Collected data:
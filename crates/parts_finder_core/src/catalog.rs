//! crates/parts_finder_core/src/catalog.rs
//!
//! Static reference data (retailers, vehicles) and the synthetic example listings
//! served when no real product source is configured or reachable.

use url::form_urlencoded;

use crate::domain::{format_price, Availability, PartType, Product, SearchSource};

//=========================================================================================
// Retailers
//=========================================================================================

/// The fixed set of retailers listings link out to.
#[derive(Debug, Clone, Copy, PartialEq, Eq, Hash)]
pub enum Retailer {
    AutoZone,
    AdvanceAutoParts,
    OReilly,
    Napa,
    RockAuto,
    AmazonAutomotive,
}

impl Retailer {
    pub const ALL: [Retailer; 6] = [
        Retailer::AutoZone,
        Retailer::AdvanceAutoParts,
        Retailer::OReilly,
        Retailer::Napa,
        Retailer::RockAuto,
        Retailer::AmazonAutomotive,
    ];

    pub fn name(&self) -> &'static str {
        match self {
            Retailer::AutoZone => "AutoZone",
            Retailer::AdvanceAutoParts => "Advance Auto Parts",
            Retailer::OReilly => "O'Reilly Auto Parts",
            Retailer::Napa => "NAPA",
            Retailer::RockAuto => "RockAuto",
            Retailer::AmazonAutomotive => "Amazon Automotive",
        }
    }

    pub fn base_url(&self) -> &'static str {
        match self {
            Retailer::AutoZone => "https://www.autozone.com",
            Retailer::AdvanceAutoParts => "https://shop.advanceautoparts.com",
            Retailer::OReilly => "https://www.oreillyauto.com",
            Retailer::Napa => "https://www.napaonline.com",
            Retailer::RockAuto => "https://www.rockauto.com",
            Retailer::AmazonAutomotive => "https://www.amazon.com",
        }
    }

    /// Path and query string of the retailer's own search page for `query`.
    pub fn search_path(&self, query: &str) -> String {
        let encoded: String = form_urlencoded::byte_serialize(query.as_bytes()).collect();
        match self {
            Retailer::AutoZone => format!("/c/auto-parts/search?query={}", encoded),
            Retailer::AdvanceAutoParts => format!("/search?searchTerm={}", encoded),
            Retailer::OReilly => format!("/search?q={}", encoded),
            Retailer::Napa => format!("/search?query={}", encoded),
            Retailer::RockAuto => format!(
                "/catalog/x,carcode,1,parttype,{}",
                encoded.replace('+', "%20")
            ),
            Retailer::AmazonAutomotive => {
                format!("/s?k={}+automotive&ref=nb_sb_noss", encoded)
            }
        }
    }

    pub fn search_url(&self, query: &str) -> String {
        format!("{}{}", self.base_url(), self.search_path(query))
    }
}

//=========================================================================================
// Vehicle Reference List
//=========================================================================================

/// Makes and models offered in selection menus. Not enforced at search time.
pub const VEHICLE_MAKES: &[(&str, &[&str])] = &[
    (
        "chevrolet",
        &["silverado", "equinox", "malibu", "tahoe", "suburban", "traverse", "camaro", "corvette"],
    ),
    (
        "ford",
        &["f150", "f250", "f350", "escape", "explorer", "mustang", "edge", "expedition"],
    ),
    (
        "toyota",
        &["camry", "corolla", "rav4", "highlander", "prius", "tacoma", "tundra", "sienna"],
    ),
    (
        "honda",
        &["civic", "accord", "crv", "pilot", "odyssey", "ridgeline", "passport"],
    ),
    (
        "nissan",
        &["altima", "sentra", "rogue", "murano", "pathfinder", "titan", "frontier"],
    ),
    (
        "jeep",
        &["wrangler", "grand cherokee", "cherokee", "compass", "renegade", "gladiator"],
    ),
    ("ram", &["1500", "2500", "3500", "promaster"]),
    ("gmc", &["sierra", "terrain", "acadia", "yukon", "canyon"]),
];

pub const VEHICLE_YEARS: std::ops::RangeInclusive<u16> = 1990..=2024;

pub const COMMON_PARTS: &[&str] = &[
    "brake pads",
    "brake rotors",
    "oil filter",
    "air filter",
    "spark plugs",
    "battery",
    "alternator",
    "starter",
    "radiator",
    "water pump",
];

//=========================================================================================
// Synthetic Listings
//=========================================================================================

pub const SYNTHETIC_RESULT_COUNT: usize = 6;

/// Per-index price ladder before the keyword bucket multiplier is applied.
const BASE_PRICES: [f64; SYNTHETIC_RESULT_COUNT] = [29.99, 45.99, 67.99, 89.99, 124.99, 199.99];

/// Keyword buckets, checked in order; the first match sets the multiplier.
const PRICE_BUCKETS: &[(&[&str], f64)] = &[
    (&["engine", "transmission", "turbo", "catalytic"], 4.0),
    (
        &[
            "alternator",
            "starter",
            "radiator",
            "water pump",
            "rotor",
            "strut",
            "shock",
            "axle",
            "compressor",
        ],
        1.5,
    ),
    (&["brake"], 1.0),
    (&["filter", "spark plug", "wiper", "bulb", "fuse"], 0.35),
];

/// Multiplier applied to the price ladder for a query.
pub fn price_multiplier(query: &str) -> f64 {
    let lower = query.to_lowercase();
    PRICE_BUCKETS
        .iter()
        .find(|(keywords, _)| keywords.iter().any(|kw| lower.contains(kw)))
        .map(|(_, multiplier)| *multiplier)
        .unwrap_or(1.0)
}

/// Price of the `index`-th synthetic listing, rounded to cents.
pub fn synthetic_price(query: &str, index: usize) -> f64 {
    let base = BASE_PRICES[index % BASE_PRICES.len()];
    (base * price_multiplier(query) * 100.0).round() / 100.0
}

/// Generates the six example listings for `query`. Deterministic for a given query.
pub fn synthetic_results(query: &str) -> Vec<Product> {
    let title = title_case(query);

    (0..SYNTHETIC_RESULT_COUNT)
        .map(|i| {
            let retailer = Retailer::ALL[i % Retailer::ALL.len()];
            let price = synthetic_price(query, i);
            let oem = i % 2 == 0;

            Product {
                product_id: format!("demo_product_{}", i + 1),
                title: format!(
                    "{} - {}",
                    title,
                    if oem { "Premium OEM" } else { "Aftermarket Quality" }
                ),
                price,
                price_display: format_price(price),
                store: retailer.name().to_string(),
                link: retailer.search_url(query),
                rating: Some(4.0 + i as f32 * 0.1),
                review_count: Some(100 + i as u32 * 50),
                part_type: if oem { PartType::Oem } else { PartType::Aftermarket },
                availability: if i % 3 == 0 {
                    Availability::LimitedStock
                } else {
                    Availability::InStock
                },
                origin: SearchSource::Demo,
            }
        })
        .collect()
}

/// Upper-cases the first letter of every alphabetic run and lower-cases the rest,
/// so `f150 brake pads` becomes `F150 Brake Pads`.
pub fn title_case(text: &str) -> String {
    let mut out = String::with_capacity(text.len());
    let mut prev_alpha = false;
    for c in text.chars() {
        if c.is_alphabetic() {
            if prev_alpha {
                out.extend(c.to_lowercase());
            } else {
                out.extend(c.to_uppercase());
            }
            prev_alpha = true;
        } else {
            out.push(c);
            prev_alpha = false;
        }
    }
    out
}
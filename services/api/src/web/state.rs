//! services/api/src/web/state.rs
//!
//! Defines the application's shared state and how it is assembled from the
//! configuration.

use crate::adapters::{
    http::create_client, EthicalScraper, FirebaseIdentityAdapter, InMemoryCredentialVerifier,
    InMemorySessionStore, OpenAiVisionAdapter, ScrapeSite, SerpApiAdapter,
};
use crate::config::Config;
use crate::error::ApiError;
use crate::web::cookie::SessionCookies;
use async_openai::{config::OpenAIConfig, Client};
use parts_finder_core::ports::{
    CredentialVerifier, ImageDescriber, ProductSearchProvider, RetailerScraper,
};
use parts_finder_core::{Authenticator, PartsSearchService, ResultCache, SearchBackends};
use std::sync::Arc;
use tracing::{info, warn};

//=========================================================================================
// AppState (Shared Across All Requests)
//=========================================================================================

/// The shared application state, created once at startup and passed to all handlers.
pub struct AppState {
    pub config: Arc<Config>,
    pub authenticator: Authenticator,
    pub search: PartsSearchService,
    pub cookies: SessionCookies,
    /// Whether logins are checked against the remote identity provider.
    pub remote_identity: bool,
}

impl AppState {
    /// Builds the state from already-constructed services.
    pub fn new(
        config: Arc<Config>,
        authenticator: Authenticator,
        search: PartsSearchService,
        remote_identity: bool,
    ) -> Self {
        let cookies = SessionCookies::new(
            &config.secret_key,
            config.session_lifetime_secs,
            config.cookie_secure,
        );
        Self {
            config,
            authenticator,
            search,
            cookies,
            remote_identity,
        }
    }

    /// Wires every adapter the configuration enables. Features without keys are
    /// left out and the search falls back to demo results.
    pub fn from_config(config: Arc<Config>) -> Result<Self, ApiError> {
        if config.uses_dev_secret() {
            warn!("SECRET_KEY is not set; using the development cookie secret.");
        }

        let http = create_client(config.http_timeout)?;

        // --- Authentication ---
        let (verifier, remote_identity): (Arc<dyn CredentialVerifier>, bool) =
            match &config.identity_api_key {
                Some(key) => {
                    info!("Identity provider configured; logins are verified remotely.");
                    (
                        Arc::new(FirebaseIdentityAdapter::new(
                            http.clone(),
                            config.identity_base_url.clone(),
                            key.clone(),
                        )),
                        true,
                    )
                }
                None => {
                    info!("No identity provider key; only the demo account can log in.");
                    (Arc::new(InMemoryCredentialVerifier::demo()?), false)
                }
            };
        let authenticator = Authenticator::new(
            verifier,
            Arc::new(InMemorySessionStore::new()),
            chrono::Duration::seconds(config.session_lifetime_secs),
        );

        // --- Search Backends ---
        let provider: Option<Arc<dyn ProductSearchProvider>> =
            config.serpapi_key.as_ref().map(|key| {
                info!("Search API configured.");
                Arc::new(SerpApiAdapter::new(
                    http.clone(),
                    config.serpapi_base_url.clone(),
                    key.clone(),
                    config.search_retry_backoff,
                )) as Arc<dyn ProductSearchProvider>
            });

        let scraper: Option<Arc<dyn RetailerScraper>> = config.scraper_enabled.then(|| {
            info!("Retailer scraper enabled.");
            Arc::new(EthicalScraper::new(http.clone(), ScrapeSite::defaults()))
                as Arc<dyn RetailerScraper>
        });

        let describer: Option<Arc<dyn ImageDescriber>> =
            config.openai_api_key.as_ref().map(|key| {
                info!("Vision model configured: {}", config.vision_model);
                let client = Client::with_config(OpenAIConfig::new().with_api_key(key));
                Arc::new(OpenAiVisionAdapter::new(
                    client,
                    config.vision_model.clone(),
                    config.vision_timeout,
                )) as Arc<dyn ImageDescriber>
            });

        if provider.is_none() && scraper.is_none() {
            info!("No live search backend configured; serving demo results.");
        }

        let search = PartsSearchService::new(
            SearchBackends {
                provider,
                scraper,
                describer,
            },
            ResultCache::new(config.cache_capacity, config.cache_ttl),
        );

        Ok(Self::new(config, authenticator, search, remote_identity))
    }
}
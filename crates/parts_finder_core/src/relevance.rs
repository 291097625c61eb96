//! crates/parts_finder_core/src/relevance.rs
//!
//! Keyword allow-list used to judge whether an external listing is automotive.

use crate::domain::{PartType, Product, SearchSource};

/// Listings from the paid search API are kept only if their title mentions one of these.
pub const AUTOMOTIVE_KEYWORDS: &[&str] = &[
    "auto", "car", "truck", "vehicle", "automotive", "oem", "aftermarket", "part", "brake",
    "rotor", "caliper", "pad", "engine", "motor oil", "filter", "spark plug", "ignition",
    "battery", "alternator", "starter", "radiator", "water pump", "thermostat", "belt", "hose",
    "gasket", "sensor", "suspension", "strut", "shock", "control arm", "tie rod", "bearing",
    "axle", "cv joint", "exhaust", "muffler", "catalytic", "transmission", "clutch", "headlight",
    "taillight", "bulb", "wiper", "mirror", "bumper", "fender", "tire", "wheel", "hub",
];

/// Upper bound on relabelled API listings returned to the caller.
pub const MAX_EXTERNAL_RESULTS: usize = 12;

pub fn is_automotive(title: &str) -> bool {
    let lower = title.to_lowercase();
    AUTOMOTIVE_KEYWORDS.iter().any(|kw| lower.contains(kw))
}

/// Drops non-automotive or unpriced listings and relabels the rest for display.
pub fn filter_and_relabel(products: Vec<Product>) -> Vec<Product> {
    products
        .into_iter()
        .filter(|p| p.price > 0.0 && !p.link.is_empty() && is_automotive(&p.title))
        .take(MAX_EXTERNAL_RESULTS)
        .map(|mut p| {
            p.part_type = PartType::from_title(&p.title);
            p.origin = SearchSource::Api;
            if p.store.trim().is_empty() {
                p.store = "Online Retailer".to_string();
            }
            p
        })
        .collect()
}
//! services/api/src/web/auth.rs
//!
//! Authentication endpoints for login and logout.

use axum::{
    extract::{rejection::JsonRejection, State},
    http::{header, HeaderMap, StatusCode},
    response::{IntoResponse, Redirect, Response},
    Json,
};
use std::sync::Arc;
use tracing::{error, info};

use crate::error::ApiError;
use crate::web::rest::{ErrorResponse, LoginRequest, LoginResponse, UserResponse};
use crate::web::state::AppState;

//=========================================================================================
// Handlers
//=========================================================================================

/// POST /api/login - Login with email and password
#[utoipa::path(
    post,
    path = "/api/login",
    request_body = LoginRequest,
    responses(
        (status = 200, description = "Logged in; sets the session cookie", body = LoginResponse),
        (status = 400, description = "Malformed request", body = ErrorResponse),
        (status = 401, description = "Invalid credentials", body = LoginResponse),
        (status = 500, description = "Internal server error", body = ErrorResponse)
    )
)]
pub async fn login_handler(
    State(state): State<Arc<AppState>>,
    payload: Result<Json<LoginRequest>, JsonRejection>,
) -> Result<Response, ApiError> {
    // 1. Reject anything that is not a JSON object with our fields
    let Json(req) = payload.map_err(|e| {
        info!("Rejected login payload: {}", e);
        ApiError::InvalidInput("Invalid request data".to_string())
    })?;

    // 2. Verify the credentials
    let outcome = state.authenticator.login(&req.email, &req.password).await;
    let identity = match outcome.identity {
        Some(identity) if outcome.success => identity,
        _ => {
            let response = LoginResponse {
                success: false,
                message: outcome.message,
                user: None,
            };
            return Ok((StatusCode::UNAUTHORIZED, Json(response)).into_response());
        }
    };

    // 3. Create the server-side session
    let session = state.authenticator.establish_session(&identity).await?;

    // 4. Create session cookie
    let cookie = state.cookies.set_cookie(session.id).ok_or_else(|| {
        error!("Failed to sign the session cookie");
        ApiError::Internal("Failed to sign the session cookie".to_string())
    })?;

    info!("User {} logged in", session.user_id);

    // 5. Return response with cookie
    let response = LoginResponse {
        success: true,
        message: outcome.message,
        user: Some(UserResponse::from(&session)),
    };
    Ok((StatusCode::OK, [(header::SET_COOKIE, cookie)], Json(response)).into_response())
}

/// GET /logout - End the session and return to the home page
#[utoipa::path(
    get,
    path = "/logout",
    responses(
        (status = 303, description = "Session cleared; redirects to /")
    )
)]
pub async fn logout_handler(State(state): State<Arc<AppState>>, headers: HeaderMap) -> Response {
    // 1. Drop the server-side session, if the cookie names a genuine one
    if let Some(session_id) = state.cookies.session_id(&headers) {
        if let Err(e) = state.authenticator.clear_session(session_id).await {
            error!("Failed to clear session {}: {:?}", session_id, e);
        }
    }

    // 2. Clear cookie and go home
    (
        [(header::SET_COOKIE, state.cookies.clear_cookie())],
        Redirect::to("/"),
    )
        .into_response()
}
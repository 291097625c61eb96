//! services/api/src/adapters/identity.rs
//!
//! This module contains the adapter for a remote identity provider (Firebase Auth
//! REST API). It implements the `CredentialVerifier` port from the `core` crate.

use async_trait::async_trait;
use parts_finder_core::domain::UserIdentity;
use parts_finder_core::ports::{CredentialVerifier, PortError, PortResult};
use reqwest::Client;
use serde::{Deserialize, Serialize};
use tracing::warn;

/// Error codes the provider uses for a wrong email/password rather than an outage.
const CREDENTIAL_ERRORS: &[&str] = &[
    "EMAIL_NOT_FOUND",
    "INVALID_PASSWORD",
    "INVALID_LOGIN_CREDENTIALS",
    "INVALID_EMAIL",
    "USER_DISABLED",
    "MISSING_PASSWORD",
];

//=========================================================================================
// Wire Types
//=========================================================================================

#[derive(Serialize)]
#[serde(rename_all = "camelCase")]
struct SignInRequest<'a> {
    email: &'a str,
    password: &'a str,
    return_secure_token: bool,
}

#[derive(Deserialize)]
#[serde(rename_all = "camelCase")]
struct SignInResponse {
    local_id: String,
    email: String,
    #[serde(default)]
    display_name: Option<String>,
    #[serde(default)]
    id_token: Option<String>,
}

#[derive(Deserialize)]
struct ErrorEnvelope {
    error: ErrorBody,
}

#[derive(Deserialize)]
struct ErrorBody {
    message: String,
}

//=========================================================================================
// The Main Adapter Struct
//=========================================================================================

/// An adapter that implements `CredentialVerifier` by delegating to Firebase Auth.
#[derive(Clone)]
pub struct FirebaseIdentityAdapter {
    client: Client,
    base_url: String,
    api_key: String,
}

impl FirebaseIdentityAdapter {
    pub fn new(client: Client, base_url: String, api_key: String) -> Self {
        Self {
            client,
            base_url: base_url.trim_end_matches('/').to_string(),
            api_key,
        }
    }
}

#[async_trait]
impl CredentialVerifier for FirebaseIdentityAdapter {
    async fn verify(&self, email: &str, password: &str) -> PortResult<UserIdentity> {
        let url = format!("{}/accounts:signInWithPassword", self.base_url);
        let response = self
            .client
            .post(&url)
            .query(&[("key", self.api_key.as_str())])
            .json(&SignInRequest {
                email,
                password,
                return_secure_token: true,
            })
            .send()
            .await
            .map_err(|e| PortError::Transient(format!("Identity provider unreachable: {}", e)))?;

        let status = response.status();
        if status.is_success() {
            let body: SignInResponse = response
                .json()
                .await
                .map_err(|e| PortError::Unexpected(format!("Bad identity response: {}", e)))?;

            let display_name = body
                .display_name
                .filter(|n| !n.trim().is_empty())
                .unwrap_or_else(|| body.email.split('@').next().unwrap_or_default().to_string());

            return Ok(UserIdentity {
                user_id: body.local_id,
                email: body.email,
                display_name,
                id_token: body.id_token,
            });
        }

        // Firebase reports bad credentials as 400 with a code such as
        // "INVALID_PASSWORD" or "TOO_MANY_ATTEMPTS_TRY_LATER : ...".
        let code = response
            .json::<ErrorEnvelope>()
            .await
            .map(|e| e.error.message)
            .unwrap_or_default();
        let code = code.split(':').next().unwrap_or_default().trim().to_string();

        if status.as_u16() == 400 && CREDENTIAL_ERRORS.contains(&code.as_str()) {
            return Err(PortError::Unauthorized);
        }

        warn!("Identity provider returned {} ({})", status, code);
        Err(PortError::Transient(format!(
            "Identity provider error {}: {}",
            status, code
        )))
    }
}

**WORK INSTRUCTIONS**
If a line in the records above includes the string "SerpApiAdapter", copy it.

**WORKED SOLUTION**
    InMemorySessionStore, OpenAiVisionAdapter, ScrapeSite, SerpApiAdapter,
                Arc::new(SerpApiAdapter::new(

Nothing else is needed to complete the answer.